Synode sur la famille: vous avez dit nullités de mariage ?
Par le Père Cédric Burgun, membre de la Communauté de l'Emmanuel
À quelques jours de l’ouverture solennelle de synode sur la famille, beaucoup de choses sont dites au sujet des fameuses « nullités » de mariage ; propos qui, je dois l’avouer, me laissent bien souvent perplexe, à beaucoup d’égard.
Trop souvent, les médias présentent le synode comme se résumant à deux points : ouvrir la communion aux divorcés remariés et « simplifier » les procédures de nullité de mariage. Et d’ailleurs, le cardinal Burke a récemment dénoncé ce qu’il appelle une tentative de détournement du synode. Le journal La Vie le rapportait :
« Concentrer le synode sur la question de l’accès à la communion des divorcés remariés est une opération orchestrée par les journalistes : c’est en substance ce que déclare le cardinal Raymond Leo Burke dans une interview (en anglais) à l’hebdomadaire américain National Catholic Register. Le préfet du Tribunal suprême de la signature apostolique – qui traite, notamment, les cas d’annulation dans l’Église – déclare qu’il n’y a « pas besoin d’être brillant pour voir que les médias ont, depuis des mois, essayé de détourner ce synode ». Selon le cardinal Burke, le danger est que « les médias aient créé une situation dans laquelle les gens s’attendent à ce qu’il y ait ces changements majeurs qui, en fait, constitueraient un changement dans l’enseignement de l’Église, ce qui est impossible ». Partisan, au même titre que le cardinal Müller, du statu quo sur la question de l’indissolubilité du mariage, Mgr Burke appelle “les dirigeants de l’Église” à se montrer “très clairs” sur le sujet. »
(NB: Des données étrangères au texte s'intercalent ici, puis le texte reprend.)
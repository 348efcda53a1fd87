//! Helpers over `serde_json::Value` shared by the comparator, the scorer and
//! the aggregator.

use serde::{Deserialize, Serialize};
use serde_json::{Number, Value};
use std::fmt;

use super::path::{join_index, join_key};

/// Runtime type of a JSON value.
///
/// Grouped the way JSON hosts report `typeof`: `null`, arrays and objects all
/// share [`RuntimeType::Object`]. Two values of different runtime types are
/// reported as a type change instead of being compared further.
#[derive(Debug, Clone, Copy, PartialEq, Eq, Hash, Serialize, Deserialize)]
#[serde(rename_all = "lowercase")]
pub enum RuntimeType {
    Boolean,
    Number,
    String,
    Object,
}

impl RuntimeType {
    /// Classify a value.
    #[must_use]
    pub const fn of(value: &Value) -> Self {
        match value {
            Value::Bool(_) => Self::Boolean,
            Value::Number(_) => Self::Number,
            Value::String(_) => Self::String,
            Value::Null | Value::Array(_) | Value::Object(_) => Self::Object,
        }
    }

    #[must_use]
    pub const fn name(&self) -> &'static str {
        match self {
            Self::Boolean => "boolean",
            Self::Number => "number",
            Self::String => "string",
            Self::Object => "object",
        }
    }
}

impl fmt::Display for RuntimeType {
    fn fmt(&self, f: &mut fmt::Formatter<'_>) -> fmt::Result {
        f.write_str(self.name())
    }
}

/// Fine-grained kind of a JSON value, used in human-readable descriptions.
#[derive(Debug, Clone, Copy, PartialEq, Eq, Hash, Serialize, Deserialize)]
#[serde(rename_all = "lowercase")]
pub enum ValueKind {
    Null,
    Boolean,
    Number,
    String,
    Array,
    Object,
}

impl ValueKind {
    #[must_use]
    pub const fn of(value: &Value) -> Self {
        match value {
            Value::Null => Self::Null,
            Value::Bool(_) => Self::Boolean,
            Value::Number(_) => Self::Number,
            Value::String(_) => Self::String,
            Value::Array(_) => Self::Array,
            Value::Object(_) => Self::Object,
        }
    }

    #[must_use]
    pub const fn name(&self) -> &'static str {
        match self {
            Self::Null => "null",
            Self::Boolean => "boolean",
            Self::Number => "number",
            Self::String => "string",
            Self::Array => "array",
            Self::Object => "object",
        }
    }
}

impl fmt::Display for ValueKind {
    fn fmt(&self, f: &mut fmt::Formatter<'_>) -> fmt::Result {
        f.write_str(self.name())
    }
}

/// Exact numeric equality.
///
/// Integers compare exactly; anything involving a float compares as `f64`,
/// so `1` and `1.0` are equal. No tolerance is applied.
#[must_use]
pub fn numbers_equal(a: &Number, b: &Number) -> bool {
    if let (Some(x), Some(y)) = (a.as_i64(), b.as_i64()) {
        return x == y;
    }
    if let (Some(x), Some(y)) = (a.as_u64(), b.as_u64()) {
        return x == y;
    }
    match (a.as_f64(), b.as_f64()) {
        (Some(x), Some(y)) => x == y,
        _ => false,
    }
}

/// Structural equality of two JSON values.
///
/// Object members are compared by key regardless of their order; array
/// elements are compared positionally. Walks an explicit stack, so nesting
/// depth is limited only by memory.
#[must_use]
pub fn values_equal(a: &Value, b: &Value) -> bool {
    let mut stack = vec![(a, b)];
    while let Some(pair) = stack.pop() {
        match pair {
            (Value::Null, Value::Null) => {}
            (Value::Bool(x), Value::Bool(y)) if x == y => {}
            (Value::Number(x), Value::Number(y)) if numbers_equal(x, y) => {}
            (Value::String(x), Value::String(y)) if x == y => {}
            (Value::Array(x), Value::Array(y)) if x.len() == y.len() => {
                stack.extend(x.iter().zip(y));
            }
            (Value::Object(x), Value::Object(y)) if x.len() == y.len() => {
                for (key, left) in x {
                    match y.get(key) {
                        Some(right) => stack.push((left, right)),
                        None => return false,
                    }
                }
            }
            _ => return false,
        }
    }
    true
}

/// First value nested deeper than `limit`, as `(depth, path)`.
///
/// The root is depth 0 and every member or element adds one level. Values
/// are visited in document order and the walk never goes below `limit + 1`,
/// so it is cheap for shallow limits on huge documents.
#[must_use]
pub fn find_deeper_than(value: &Value, limit: usize) -> Option<(usize, String)> {
    let mut stack = vec![(value, 0usize, String::new())];
    while let Some((current, depth, path)) = stack.pop() {
        if depth > limit {
            return Some((depth, path));
        }
        match current {
            Value::Array(items) => {
                for (index, item) in items.iter().enumerate().rev() {
                    stack.push((item, depth + 1, join_index(&path, index)));
                }
            }
            Value::Object(map) => {
                for (key, member) in map.iter().rev() {
                    stack.push((member, depth + 1, join_key(&path, key)));
                }
            }
            Value::Null | Value::Bool(_) | Value::Number(_) | Value::String(_) => {}
        }
    }
    None
}

/// Count the leaf fields of a value.
///
/// `null` counts as 0, any other primitive as 1, and containers as the sum of
/// their children (so an empty container is 0).
#[must_use]
pub fn count_fields(value: &Value) -> usize {
    let mut count = 0;
    let mut stack = vec![value];
    while let Some(current) = stack.pop() {
        match current {
            Value::Null => {}
            Value::Array(items) => stack.extend(items.iter()),
            Value::Object(map) => stack.extend(map.values()),
            Value::Bool(_) | Value::Number(_) | Value::String(_) => count += 1,
        }
    }
    count
}

/// Render a value for a diff description.
///
/// Strings are shown without quotes; everything else uses compact JSON.
#[must_use]
pub fn display_value(value: &Value) -> String {
    match value {
        Value::String(s) => s.clone(),
        other => other.to_string(),
    }
}

#[cfg(test)]
mod tests {
    use super::*;
    use serde_json::json;

    #[test]
    fn test_runtime_type_groups_containers() {
        assert_eq!(RuntimeType::of(&json!(null)), RuntimeType::Object);
        assert_eq!(RuntimeType::of(&json!([])), RuntimeType::Object);
        assert_eq!(RuntimeType::of(&json!({})), RuntimeType::Object);
        assert_eq!(RuntimeType::of(&json!(5)), RuntimeType::Number);
        assert_eq!(RuntimeType::of(&json!("5")), RuntimeType::String);
        assert_eq!(RuntimeType::of(&json!(true)), RuntimeType::Boolean);
    }

    #[test]
    fn test_numbers_equal_across_representations() {
        assert!(values_equal(&json!(1), &json!(1.0)));
        assert!(values_equal(&json!(-3), &json!(-3)));
        assert!(!values_equal(&json!(1), &json!(1.0000001)));
        assert!(!values_equal(&json!(u64::MAX), &json!(-1)));
    }

    #[test]
    fn test_values_equal_ignores_key_order() {
        let a = json!({"a": 1, "b": [1, 2]});
        let b = json!({"b": [1, 2], "a": 1});
        assert!(values_equal(&a, &b));
        assert!(!values_equal(&json!([1, 2]), &json!([2, 1])));
        assert!(!values_equal(&json!({"a": 1}), &json!({"a": 1, "b": null})));
    }

    #[test]
    fn test_values_equal_on_deep_nesting() {
        let mut left = json!(1);
        let mut right = json!(1);
        for _ in 0..50_000 {
            left = Value::Array(vec![left]);
            right = Value::Array(vec![right]);
        }
        assert!(values_equal(&left, &right));
        // serde_json drops recursively
        std::mem::forget(left);
        std::mem::forget(right);
    }

    #[test]
    fn test_find_deeper_than() {
        let doc = json!({"a": {"b": {"c": 1}}, "d": [[2]]});
        assert_eq!(find_deeper_than(&doc, 3), None);
        assert_eq!(find_deeper_than(&doc, 2), Some((3, "a.b.c".to_string())));
        assert_eq!(find_deeper_than(&json!({"a": 1, "d": [[2]]}), 2), Some((3, "d[0][0]".to_string())));
        assert_eq!(find_deeper_than(&json!(5), 0), None);
        assert_eq!(find_deeper_than(&json!([]), 0), None);
    }

    #[test]
    fn test_count_fields() {
        assert_eq!(count_fields(&json!(null)), 0);
        assert_eq!(count_fields(&json!("x")), 1);
        assert_eq!(count_fields(&json!({})), 0);
        assert_eq!(count_fields(&json!([])), 0);
        assert_eq!(count_fields(&json!({"a": 1, "b": {"c": [1, 2, null]}})), 3);
    }

    #[test]
    fn test_display_value() {
        assert_eq!(display_value(&json!("A")), "A");
        assert_eq!(display_value(&json!(3)), "3");
        assert_eq!(display_value(&json!(null)), "null");
        assert_eq!(display_value(&json!([1, 2])), "[1,2]");
    }
}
Et très franchement, je ne suis pas loin de partager cet avis cardinalice. Il ne se passe pas un jour sans qu’un journal, chrétien ou non, ne publie un article sur ces points. Mais cela pose deux questions : d’une part, le synode aura-t-il encore un travail autre que celui de trancher entre des positions déjà exprimées ? Ces débats, tels qui sont repris dans les médias, laissent croire, de plus, qu’ils ne sont l’objet que de courants théologiques et d’idées bien intellectuelles, le tout évidemment éloigné des vraies réalités … D’autre part, quid du reste de la pastorale familiale ? L’évangile de la famille, selon l’expression consacrée par le cardinal Kasper en février dernier, est loin de se résumer à ces deux seuls « problèmes ». Son long discours d’introduction au consistoire sur la famille avait fait beaucoup parler de lui sans même qu’on prenne le temps de s’y arrêter vraiment. Et pour preuve : il fut publié en italien (publié dans son intégralité dans le quotidien italien Il foglio du samedi 1er mars 2014) et voilà seulement maintenant qu’une traduction française est publiée (septembre 2014, éditions du Cerf). Beaucoup de commentateurs y avaient vu de grandes ouvertures sur la question des divorcés remariés : certes, sur une conférence qui dura plus de 2h, la place laissée à cette question était importante, mais elle n’occupait même pas un tiers du discours ! Le cardinal Kasper avait au contraire affiché d’emblée sa volonté de donner à son propos, et plus largement à la réflexion sur la famille qui va se poursuivre au Vatican, une orientation positive, sans toutefois nier les zones d’ombre et les problèmes. Quel est le reflet de cette orientation positive aujourd’hui ? J’ai bien du mal à la percevoir ces derniers jours …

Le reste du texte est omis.